T-SQL: CTEs - the best thing since sliced bread?

In the absence of anything particularly informative to say, i thought it might be nice just to give a big thumbs up to the MS SQL Server guys for introducting CTEs.

I honestly believe they are the best thing to come out of SQL Server in the last 5 years. Ok, so they may not push the boundaries of what SQL can do but they are the thing I find myself using more than any other. Even if its just making a query more "tidy" they are incredibly powerful particularly when you harness them with the ranking functions.

So a big thanks to MS for giving us CTEs. More evidence that its often the little things that make the difference!

Tuesday, 14 September 2010


Just trying to troubleshoot an issue with one of my developers and came across this "feature" with DATEADD.

He had something akin to, SELECT DATEADD(Y,-1,DateColumn) and couldn't understand why it wasn't returning the correct data. It turns out that using the datapart Y in this context actually runs as if it were D.

I checked the documentation in BOL which states that DY or Y is a valid datepart which i don't really understand. DY means day of year which isn't really appropriate for a DATEADD statement. If it behaves like DAY then i'd expect that to be in the documentation.

Looking around connect, it appears that this is a problem with the vbscript implementation of dateadd too so my guess is that this error has been "ported".

I raised a connect case #596764 but it was closed as "by design". I guess its low priority and strictly speaking it shouldn't throw an error as Y is a valid datepart. Still, i don't believe the documentation is clear and i also don't believe that it should behave like this.

Thursday, 9 September 2010

SSRS: Format Date Parameter Labels in RS

Recently creating a report with a dataset populated parameter list with INT as the value and DATETIME as the label.

I wanted to have a sensible title along the lines of: Report for date: DD/MMM/YYYY rather than the full nasty datetime. Easy i thought. Just use Parameter!MyDate.Label in a textbox and wrap it with a Format expression. To my chagrin however, i could not get this to work. Doing the following:

=Format(Parameters!MyDate.Label, "dd MMM yyyy")

resulted in a display of dd MMM yyyy. Not what i wanted at all.

Although the label is a DATETIME in the dataset, i wondered whether it was being converted to a string by RS so i tried to explicitly convert it to a date before running the format clause:

=Format(CDate(Parameters!MyDate.Label), "dd MMM yyyy")

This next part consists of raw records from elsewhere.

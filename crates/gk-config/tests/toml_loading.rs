//! Integration tests for settings loading.
//!
//! Uses `figment::Jail` for sandboxed files and env vars.

use figment::{
    Figment, Jail,
    providers::{Env, Format, Serialized, Toml},
};
use gk_config::GitKeysConfig;
use gk_core::KeyType;

#[test]
fn loads_sections_from_toml() {
    Jail::expect_with(|jail| {
        jail.create_file(
            "config.toml",
            r#"
[paths]
ssh_dir = "/srv/keys"
backup_dir = "/srv/backups"

[keys]
key_type = "rsa"
expiration_months = 3

[probe]
enabled = false
timeout_secs = 5

[keyring]
service_prefix = "git-keys-test"
"#,
        )?;

        let config: GitKeysConfig = Figment::from(Serialized::defaults(GitKeysConfig::default()))
            .merge(Toml::file("config.toml"))
            .extract()?;

        assert_eq!(config.paths.ssh_dir, "/srv/keys");
        assert_eq!(config.paths.backup_dir, "/srv/backups");
        assert_eq!(config.paths.ssh_config, "~/.ssh/config");
        assert_eq!(config.keys.key_type, KeyType::Rsa);
        assert_eq!(config.keys.expiration_months, 3);
        assert_eq!(config.keys.expiring_soon_days, 30);
        assert!(!config.probe.enabled);
        assert_eq!(config.probe.timeout().as_secs(), 5);
        assert_eq!(config.keyring.service_prefix, "git-keys-test");
        assert!(config.keyring.env_fallback);
        Ok(())
    });
}

#[test]
fn env_overrides_toml() {
    Jail::expect_with(|jail| {
        jail.create_file("config.toml", "[probe]\ntimeout_secs = 5\n")?;
        jail.set_env("GITKEYS_PROBE__TIMEOUT_SECS", "42");
        jail.set_env("GITKEYS_PATHS__CONFIG_FILE", "/tmp/declared.toml");

        let config: GitKeysConfig = Figment::from(Serialized::defaults(GitKeysConfig::default()))
            .merge(Toml::file("config.toml"))
            .merge(Env::prefixed("GITKEYS_").split("__"))
            .extract()?;

        assert_eq!(config.probe.timeout_secs, 42);
        assert_eq!(config.paths.config_file, "/tmp/declared.toml");
        Ok(())
    });
}

#[test]
fn explicit_file_is_layered_by_load_from() {
    Jail::expect_with(|jail| {
        jail.create_file("custom.toml", "[keys]\nexpiration_months = 12\n")?;
        let config = GitKeysConfig::load_from(std::path::Path::new("custom.toml"))
            .map_err(|e| e.to_string())?;
        assert_eq!(config.keys.expiration_months, 12);
        Ok(())
    });
}

#[test]
fn load_from_missing_file_fails() {
    Jail::expect_with(|_jail| {
        let result = GitKeysConfig::load_from(std::path::Path::new("nope.toml"));
        assert!(matches!(result, Err(gk_config::ConfigError::SettingsMissing(_))));
        Ok(())
    });
}
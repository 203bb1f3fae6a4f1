pub(crate) mod app_context;

pub use app_context::AppContext;
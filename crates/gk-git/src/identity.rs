//! `[user]` identity and `[includeIf "gitdir:..."]` stanzas of git config files.

use std::fs;
use std::path::{Path, PathBuf};
use std::sync::LazyLock;

use gk_core::scan::GitIdentity;
use regex::Regex;

use crate::error::GitError;

static INCLUDE_IF: LazyLock<Regex> = LazyLock::new(|| {
    Regex::new(r#"\[includeIf "gitdir:([^"]+)"\]\s+path\s*=\s*(.+)"#)
        .expect("includeIf regex is valid")
});

/// `user.name` and `user.email` from config text. Later values win, as in git.
#[must_use]
pub fn parse_identity(text: &str) -> GitIdentity {
    let mut identity = GitIdentity::default();
    let mut in_user = false;
    for raw in text.lines() {
        let line = raw.trim();
        if line.is_empty() || line.starts_with('#') || line.starts_with(';') {
            continue;
        }
        if line.starts_with('[') {
            in_user = line
                .trim_start_matches('[')
                .trim_end_matches(']')
                .trim()
                .eq_ignore_ascii_case("user");
            continue;
        }
        if !in_user {
            continue;
        }
        let Some((key, value)) = line.split_once('=') else {
            continue;
        };
        let value = value.trim().trim_matches('"').to_string();
        match key.trim().to_ascii_lowercase().as_str() {
            "name" => identity.name = Some(value),
            "email" => identity.email = Some(value),
            _ => {}
        }
    }
    identity
}

/// Identity of a config file; a missing file has no identity.
///
/// # Errors
///
/// Fails when the file exists but cannot be read.
pub fn read_identity(path: &Path) -> Result<GitIdentity, GitError> {
    match fs::read_to_string(path) {
        Ok(text) => Ok(parse_identity(&text)),
        Err(error) if error.kind() == std::io::ErrorKind::NotFound => Ok(GitIdentity::default()),
        Err(error) => Err(GitError::io(path, error)),
    }
}

/// `(condition, path)` for each conditional include, in file order.
///
/// `~` in the include path is expanded against `home`; the condition is
/// returned as written.
#[must_use]
pub fn parse_includes(text: &str, home: &Path) -> Vec<(String, PathBuf)> {
    INCLUDE_IF
        .captures_iter(text)
        .map(|caps| {
            let condition = caps[1].trim().to_string();
            let path = expand_home(caps[2].trim().trim_matches('"'), home);
            (condition, path)
        })
        .collect()
}

/// `~` / `~/x` against `home`; anything else unchanged.
#[must_use]
pub fn expand_home(path: &str, home: &Path) -> PathBuf {
    if path == "~" {
        home.to_path_buf()
    } else if let Some(rest) = path.strip_prefix("~/") {
        home.join(rest)
    } else {
        PathBuf::from(path)
    }
}

#[cfg(test)]
mod tests {
    use super::*;
    use pretty_assertions::assert_eq;

    const GLOBAL: &str = r#"
[core]
    editor = vim
[user]
    name = Octo Cat
    email = "octo@example.com"

[includeIf "gitdir:~/work/"]
    path = ~/.gitconfig-work
[includeIf "gitdir:/srv/oss/"]
	path = /etc/git/oss.inc
"#;

    #[test]
    fn user_section_only() {
        let identity = parse_identity(GLOBAL);
        assert_eq!(identity.name(), Some("Octo Cat"));
        assert_eq!(identity.email(), Some("octo@example.com"));

        let other = parse_identity("[core]\n  name = not-a-user\n");
        assert_eq!(other, GitIdentity::default());
    }

    #[test]
    fn includes_in_file_order_with_home_expansion() {
        let includes = parse_includes(GLOBAL, Path::new("/home/dev"));
        assert_eq!(
            includes,
            vec![
                ("~/work/".to_string(), PathBuf::from("/home/dev/.gitconfig-work")),
                ("/srv/oss/".to_string(), PathBuf::from("/etc/git/oss.inc")),
            ]
        );
    }

    #[test]
    fn missing_file_has_no_identity() {
        let tmp = tempfile::TempDir::new().expect("tmp dir");
        let identity = read_identity(&tmp.path().join("absent")).expect("read");
        assert!(identity.email().is_none());
    }
}
use clap::{Args, Subcommand};
use gk_core::PlatformKind;
use gk_lifecycle::Selection;

use crate::cli::subcommands::{AgentCommands, TokenCommands};

/// Top-level command tree.
#[derive(Clone, Debug, Subcommand)]
pub enum Commands {
    /// Create the declared config for this machine.
    Init(InitArgs),
    /// Scan keys, routing, agent, and git identities.
    Scan(ScanArgs),
    /// Suggest personas and platforms from a scan.
    Recommend,
    /// Adopt an existing setup through the wizard.
    Import(WizardArgs),
    /// Show what `apply` would do.
    Plan,
    /// Generate missing keys, write routing, upload keys.
    Apply,
    /// Rotate active keys.
    Rotate(RotateArgs),
    /// Revoke keys remotely and mark them revoked.
    Revoke(RevokeArgs),
    /// Per-key status and expiry.
    Status,
    /// Check the declared config against the key directory.
    Validate(ValidateArgs),
    /// Write directory-scoped git identities.
    SetupGit,
    /// Back up, tear down, and re-create everything.
    Rebuild(RebuildArgs),
    /// List backups, show one, or restore its declared config.
    Restore(RestoreArgs),
    /// Platform token storage.
    Token {
        #[command(subcommand)]
        action: TokenCommands,
    },
    /// Load or unload managed keys in the SSH agent.
    Agent {
        #[command(subcommand)]
        action: AgentCommands,
    },
}

#[derive(Clone, Debug, Args)]
pub struct InitArgs {
    /// First persona name.
    #[arg(long, default_value = "personal")]
    pub persona: String,
    /// Email of the first persona.
    #[arg(long)]
    pub email: String,
    /// Platform of the first persona.
    #[arg(long)]
    pub platform: PlatformKind,
    /// Account on that platform.
    #[arg(long)]
    pub account: String,
    /// Self-hosted base URL.
    #[arg(long)]
    pub base_url: Option<String>,
    /// Directory pattern whose repositories use this identity.
    #[arg(long)]
    pub git_dir: Option<String>,
    /// Replace an existing declared config.
    #[arg(long)]
    pub force: bool,
}

#[derive(Clone, Debug, Args)]
pub struct ScanArgs {
    /// Also query platform APIs for registered keys.
    #[arg(long)]
    pub check_remote: bool,
}

#[derive(Clone, Debug, Args)]
pub struct WizardArgs {
    /// Accept every suggestion without prompting.
    #[arg(short, long)]
    pub yes: bool,
    /// Query platform APIs while scanning.
    #[arg(long)]
    pub check_remote: bool,
}

/// Which (persona, platform) pairs a command acts on.
#[derive(Clone, Debug, Default, Args)]
pub struct SelectionArgs {
    /// Only this persona.
    #[arg(long)]
    pub persona: Option<String>,
    /// Only this platform.
    #[arg(long)]
    pub platform: Option<PlatformKind>,
    /// Every pair.
    #[arg(long, conflicts_with_all = ["persona", "platform"])]
    pub all: bool,
}

impl SelectionArgs {
    #[must_use]
    pub fn to_selection(&self) -> Selection {
        Selection {
            persona: self.persona.clone(),
            platform: self.platform,
            all: self.all,
        }
    }
}

#[derive(Clone, Debug, Args)]
pub struct RotateArgs {
    #[command(flatten)]
    pub selection: SelectionArgs,
    /// List the keys that would rotate.
    #[arg(long)]
    pub dry_run: bool,
}

#[derive(Clone, Debug, Args)]
#[command(group(
    clap::ArgGroup::new("target")
        .required(true)
        .args(["persona", "platform", "all", "fingerprint"])
))]
pub struct RevokeArgs {
    #[command(flatten)]
    pub selection: SelectionArgs,
    /// The key with this fingerprint.
    #[arg(long, conflicts_with_all = ["persona", "platform", "all"])]
    pub fingerprint: Option<String>,
    /// Also delete the key files.
    #[arg(long)]
    pub delete_local: bool,
}

#[derive(Clone, Debug, Args)]
pub struct ValidateArgs {
    /// Narrow loose private key permissions to 0600.
    #[arg(long)]
    pub fix: bool,
}

#[derive(Clone, Debug, Args)]
pub struct RebuildArgs {
    /// Do not write a backup snapshot first.
    #[arg(long)]
    pub skip_backup: bool,
    /// Leave keys registered on the platforms.
    #[arg(long)]
    pub keep_remote: bool,
    /// Show what would be torn down.
    #[arg(long)]
    pub dry_run: bool,
    /// Accept every suggestion without prompting.
    #[arg(short, long)]
    pub yes: bool,
}

#[derive(Clone, Debug, Args)]
pub struct RestoreArgs {
    /// Backup file name; lists backups when omitted.
    pub name: Option<String>,
    /// Write the snapshot's declared config back.
    #[arg(long, requires = "name")]
    pub apply: bool,
}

Again, no dice but with #Error.

The closest I have been able to get is to just TRIM the label to the 1st 10 characters, which doesn't give me the exact format i'm after and I don't believe is the most robust solution.

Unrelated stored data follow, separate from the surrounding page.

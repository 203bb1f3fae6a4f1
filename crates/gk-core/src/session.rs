//! Explicit session value threaded through scan, recommendation, and sagas.

use std::path::PathBuf;

use chrono::{DateTime, NaiveDate, Utc};

/// File-system locations and the clock for one command invocation.
///
/// Built once by the binary from configuration; tests build it over a
/// temporary directory with a pinned `now`.
#[derive(Debug, Clone)]
pub struct Session {
    /// Home directory used to expand `~/`.
    pub home: PathBuf,
    /// Directory holding key pairs (`~/.ssh`).
    pub ssh_dir: PathBuf,
    /// SSH routing file (`~/.ssh/config`).
    pub ssh_config: PathBuf,
    /// Global git config (`~/.gitconfig`).
    pub gitconfig: PathBuf,
    /// Where rotated keys are archived (`~/.ssh/archive`).
    pub archive_dir: PathBuf,
    /// Machine display name embedded in key comments and titles.
    pub machine_name: String,
    pub now: DateTime<Utc>,
}

impl Session {
    #[must_use]
    pub fn today(&self) -> NaiveDate {
        self.now.date_naive()
    }

    /// Resolve a declared `local_path`: absolute, `~/`-prefixed, or relative
    /// to the key directory.
    #[must_use]
    pub fn resolve_key_path(&self, local_path: &str) -> PathBuf {
        if let Some(rest) = local_path.strip_prefix("~/") {
            return self.home.join(rest);
        }
        let path = PathBuf::from(local_path);
        if path.is_absolute() {
            path
        } else {
            self.ssh_dir.join(path)
        }
    }
}
use anyhow::Context;
use gk_discovery::ScanOptions;

use crate::cli::GlobalFlags;
use crate::cli::root_commands::ScanArgs;
use crate::context::AppContext;
use crate::output::output;
use crate::progress::Progress;

/// Handle `git-keys scan`.
pub async fn handle(args: &ScanArgs, ctx: &AppContext, flags: &GlobalFlags) -> anyhow::Result<()> {
    let declared = ctx
        .store
        .load_optional()
        .context("failed to load the declared config")?;

    let progress = Progress::spinner("Scanning SSH and git setup");
    let result = ctx
        .scanner()
        .scan(
            declared.as_ref(),
            ScanOptions {
                check_remote: args.check_remote,
            },
        )
        .await;
    progress.finish_clear();

    output(&result, flags.format)
}
//! Terminal shell around the pure import wizard.
//!
//! Questions go to stderr so `--format json` output on stdout stays clean.

use std::io::{self, BufRead, Write};

use anyhow::{Context, bail};
use gk_core::Persona;
use gk_core::recommend::RecommendedMapping;
use gk_discovery::{Question, WizardStep, next_step};

/// Drive the wizard over `mapping` on the terminal.
///
/// With `assume_yes` every persona and platform is adopted with its
/// suggested name and account; an account with no suggestion is an error.
pub fn run_wizard(mapping: &RecommendedMapping, assume_yes: bool) -> anyhow::Result<Vec<Persona>> {
    let stdin = io::stdin();
    let mut input = stdin.lock();
    let mut out = io::stderr();
    drive(mapping, assume_yes, &mut input, &mut out)
}

fn drive(
    mapping: &RecommendedMapping,
    assume_yes: bool,
    input: &mut impl BufRead,
    out: &mut impl Write,
) -> anyhow::Result<Vec<Persona>> {
    let mut answers = Vec::new();
    loop {
        match next_step(mapping, &answers) {
            WizardStep::Complete(personas) => return Ok(personas),
            WizardStep::Ask(question) => {
                let answer = if assume_yes {
                    auto_answer(&question)?
                } else {
                    ask(&question, input, out)?
                };
                answers.push(answer);
            }
        }
    }
}

fn auto_answer(question: &Question) -> anyhow::Result<String> {
    if question.is_yes_no() {
        return Ok("y".into());
    }
    if question.default.is_some() {
        return Ok(String::new());
    }
    bail!("{} has no suggested value; run without --yes", question.prompt)
}

/// Print one question and read one line. Blank lines are returned as-is;
/// the wizard applies the default.
fn ask(question: &Question, input: &mut impl BufRead, out: &mut impl Write) -> anyhow::Result<String> {
    let hint = match (&question.default, question.is_yes_no()) {
        (_, true) => " [y/N]".to_string(),
        (Some(default), false) => format!(" [{default}]"),
        (None, false) => String::new(),
    };
    write!(out, "{}{hint}: ", question.prompt)?;
    out.flush()?;

    let mut line = String::new();
    let read = input
        .read_line(&mut line)
        .context("failed to read an answer")?;
    if read == 0 {
        bail!("input closed before the wizard finished");
    }
    Ok(line.trim_end_matches(['\n', '\r']).to_string())
}

/// Read a secret without echo.
pub fn read_secret(label: &str) -> anyhow::Result<String> {
    let value = rpassword::prompt_password(format!("{label}: "))
        .with_context(|| format!("failed to read {label}"))?;
    Ok(value.trim().to_string())
}
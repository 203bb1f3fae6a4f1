//! File-system locations.

use std::path::{Path, PathBuf};

use serde::{Deserialize, Serialize};

use crate::error::ConfigError;

fn default_config_file() -> String {
    "~/.git-keys.toml".into()
}

fn default_ssh_dir() -> String {
    "~/.ssh".into()
}

fn default_ssh_config() -> String {
    "~/.ssh/config".into()
}

fn default_gitconfig() -> String {
    "~/.gitconfig".into()
}

fn default_backup_dir() -> String {
    "~/.git-keys/backups".into()
}

fn default_archive_subdir() -> String {
    "archive".into()
}

#[derive(Debug, Clone, Deserialize, Serialize)]
pub struct PathsConfig {
    /// Declared config document.
    #[serde(default = "default_config_file")]
    pub config_file: String,

    /// Key directory.
    #[serde(default = "default_ssh_dir")]
    pub ssh_dir: String,

    /// SSH routing file.
    #[serde(default = "default_ssh_config")]
    pub ssh_config: String,

    /// Global git config scanned for identities and conditional includes.
    #[serde(default = "default_gitconfig")]
    pub gitconfig: String,

    /// Backup snapshot directory.
    #[serde(default = "default_backup_dir")]
    pub backup_dir: String,

    /// Archive directory name, relative to `ssh_dir`.
    #[serde(default = "default_archive_subdir")]
    pub archive_subdir: String,
}

impl Default for PathsConfig {
    fn default() -> Self {
        Self {
            config_file: default_config_file(),
            ssh_dir: default_ssh_dir(),
            ssh_config: default_ssh_config(),
            gitconfig: default_gitconfig(),
            backup_dir: default_backup_dir(),
            archive_subdir: default_archive_subdir(),
        }
    }
}

/// Concrete paths after `~` expansion.
#[derive(Debug, Clone, PartialEq, Eq)]
pub struct ResolvedPaths {
    pub home: PathBuf,
    pub config_file: PathBuf,
    pub ssh_dir: PathBuf,
    pub ssh_config: PathBuf,
    pub gitconfig: PathBuf,
    pub backup_dir: PathBuf,
    pub archive_dir: PathBuf,
}

impl PathsConfig {
    /// Expand every path against `home`.
    #[must_use]
    pub fn resolve_with_home(&self, home: &Path) -> ResolvedPaths {
        let ssh_dir = expand_tilde(&self.ssh_dir, home);
        ResolvedPaths {
            home: home.to_path_buf(),
            config_file: expand_tilde(&self.config_file, home),
            archive_dir: ssh_dir.join(&self.archive_subdir),
            ssh_dir,
            ssh_config: expand_tilde(&self.ssh_config, home),
            gitconfig: expand_tilde(&self.gitconfig, home),
            backup_dir: expand_tilde(&self.backup_dir, home),
        }
    }

    /// Expand every path against the current user's home directory.
    ///
    /// # Errors
    ///
    /// Returns [`ConfigError::HomeNotFound`] when no home directory is known.
    pub fn resolve(&self) -> Result<ResolvedPaths, ConfigError> {
        let home = dirs::home_dir().ok_or(ConfigError::HomeNotFound)?;
        Ok(self.resolve_with_home(&home))
    }
}

/// Expand a leading `~` or `~/` against `home`.
#[must_use]
pub fn expand_tilde(path: &str, home: &Path) -> PathBuf {
    if path == "~" {
        home.to_path_buf()
    } else if let Some(rest) = path.strip_prefix("~/") {
        home.join(rest)
    } else {
        PathBuf::from(path)
    }
}

#[cfg(test)]
mod tests {
    use super::*;

    #[test]
    fn defaults_resolve_under_home() {
        let paths = PathsConfig::default().resolve_with_home(Path::new("/home/dev"));
        assert_eq!(paths.config_file, PathBuf::from("/home/dev/.git-keys.toml"));
        assert_eq!(paths.ssh_config, PathBuf::from("/home/dev/.ssh/config"));
        assert_eq!(paths.archive_dir, PathBuf::from("/home/dev/.ssh/archive"));
        assert_eq!(paths.backup_dir, PathBuf::from("/home/dev/.git-keys/backups"));
    }

    #[test]
    fn tilde_expansion_leaves_other_paths_alone() {
        let home = Path::new("/home/dev");
        assert_eq!(expand_tilde("~", home), PathBuf::from("/home/dev"));
        assert_eq!(expand_tilde("/etc/ssh", home), PathBuf::from("/etc/ssh"));
        assert_eq!(expand_tilde("~other/x", home), PathBuf::from("~other/x"));
    }
}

I've posted on the MSDN forums and hope for a response.

Wednesday, 1 September 2010

Admin: Analysis of Deprecated Features

I recently came across the perfmon counter introduced in SQL2008 of SQLServer:Deprecated Features. It basically tracks executions of deprecated features on a given database server which is invaluable if you are trying to find potentially breaking changes in a huge database - particularly if that database has grown organically across several versions of SQL.

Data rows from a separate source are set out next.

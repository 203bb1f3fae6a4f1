use gk_core::PlatformKind;
use serde::Serialize;

use crate::cli::GlobalFlags;
use crate::cli::subcommands::TokenStatusArgs;
use crate::commands::shared::declared_lenient;
use crate::context::AppContext;
use crate::output::output;

#[derive(Debug, Serialize)]
struct TokenRow {
    platform: PlatformKind,
    account: String,
    source: &'static str,
}

/// One row per platform for `default` and every declared account.
pub fn run(args: &TokenStatusArgs, ctx: &AppContext, flags: &GlobalFlags) -> anyhow::Result<()> {
    let declared = declared_lenient(ctx);
    let mut rows = Vec::new();

    for kind in PlatformKind::ALL {
        if args.platform.is_some_and(|only| only != kind) {
            continue;
        }
        let mut accounts = vec![gk_auth::DEFAULT_ACCOUNT.to_string()];
        for platform in declared
            .iter()
            .flat_map(|config| &config.personas)
            .flat_map(|persona| &persona.platforms)
            .filter(|platform| platform.kind == kind)
        {
            if !accounts.contains(&platform.account) {
                accounts.push(platform.account.clone());
            }
        }

        for account in accounts {
            rows.push(TokenRow {
                platform: kind,
                source: ctx.tokens.source(kind, &account).unwrap_or("missing"),
                account,
            });
        }
    }

    output(&rows, flags.format)
}
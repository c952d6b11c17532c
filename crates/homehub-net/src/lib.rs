//! Networking for HomeHub.
//!
//! This crate provides the HTTP plumbing behind the dashboard's weather
//! summary:
//!
//! - **HTTP Client**: A `reqwest` based JSON client with fixed timeouts
//! - **Open-Meteo**: Current temperature and condition for a coordinate
//!
//! # Example
//!
//! ```ignore
//! use homehub_net::{HttpClient, OpenMeteoClient};
//!
//! let client = OpenMeteoClient::new(HttpClient::new()?);
//! let now = client.current(52.370495, 4.633083).await?;
//! println!("{} {:.1}°C", now.symbol(), now.temperature_c);
//! ```

mod error;
pub mod http;
pub mod open_meteo;

pub use error::{NetworkError, Result};
pub use http::{HttpClient, HttpClientBuilder, HttpClientConfig};
pub use open_meteo::{CurrentConditions, OpenMeteoClient};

There is also the list provided in Books Online, but i think a real live analysis of your database is much more powerful.

Using the DMV sys.dm_os_performance_counters, you can run a query similar to:
SELECT * FROM sys.dm_os_performance_counters WHERE object_name = 'SQLServer:Deprecated Features'

And this will give you the values for any deprecated features you may need to weed out. Further explanations of the exact changes can be found in the earlier article.